Deep learning has been actively investigated for various applications such as image classification, computer vision, and regression tasks, and it has shown state-of-the-art performance. In diffuse optical tomography (DOT), the accurate estimation of the bulk optical properties of a medium is paramount because it directly affects the overall image quality. In this work, we exploit deep learning to propose a novel, to the best of our knowledge, convolutional neural network (CNN)-based approach to estimate the bulk optical properties of a highly scattering medium such as biological tissue in DOT. We validated the proposed method by using experimental, as well as, simulated data.
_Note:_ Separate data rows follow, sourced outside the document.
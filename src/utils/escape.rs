/// Escapes regex metacharacters so user input matches literally in a
/// MongoDB `$regex` query.
pub fn escape_regex(input: &str) -> String {
    let mut out = String::with_capacity(input.len());
    for c in input.chars() {
        if matches!(
            c,
            '.' | '*' | '+' | '?' | '^' | '$' | '{' | '}' | '(' | ')' | '|' | '[' | ']' | '\\' | '/'
        ) {
            out.push('\\');
        }
        out.push(c);
    }
    out
}

/// Escapes a string literal for an OData `$filter` expression.
pub fn escape_odata(input: &str) -> String {
    input.replace('\'', "''")
}

#[cfg(test)]
mod tests {
    use super::*;

    #[test]
    fn regex_metacharacters_are_escaped() {
        assert_eq!(escape_regex("a.b*c"), "a\\.b\\*c");
        assert_eq!(escape_regex("(1996)"), "\\(1996\\)");
        assert_eq!(escape_regex("plain text"), "plain text");
    }

    #[test]
    fn odata_quotes_are_doubled() {
        assert_eq!(escape_odata("Côte d'Ivoire"), "Côte d''Ivoire");
        assert_eq!(escape_odata("Kenya"), "Kenya");
    }
}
For performance assessment, we compared the results of the proposed method with those of existing approaches. The results demonstrate that the proposed CNN-based approach for bulk optical property estimation outperforms existing methods in terms of estimation accuracy, with lower computation time.
深度学习在图像分类、计算机视觉和回归任务等各种应用中得到了积极的研究,并展示了最先进的性能。在漫射光学断层扫描(DOT)中,准确估计介质的体光学性质至关重要,因为它直接影响整体图像质量。在这项工作中,我们利用深度学习提出了一种新颖的、据我们所知基于卷积神经网络(CNN)的方法,用于估计 DOT 中生物组织等高度散射介质的体光学性质。我们使用实验和模拟数据验证了所提出的方法。为了进行性能评估,我们将所提出方法的结果与现有方法的结果进行了比较。结果表明,所提出的基于 CNN 的体光学性质估计方法在估计准确性方面优于现有方法,并且计算时间更短。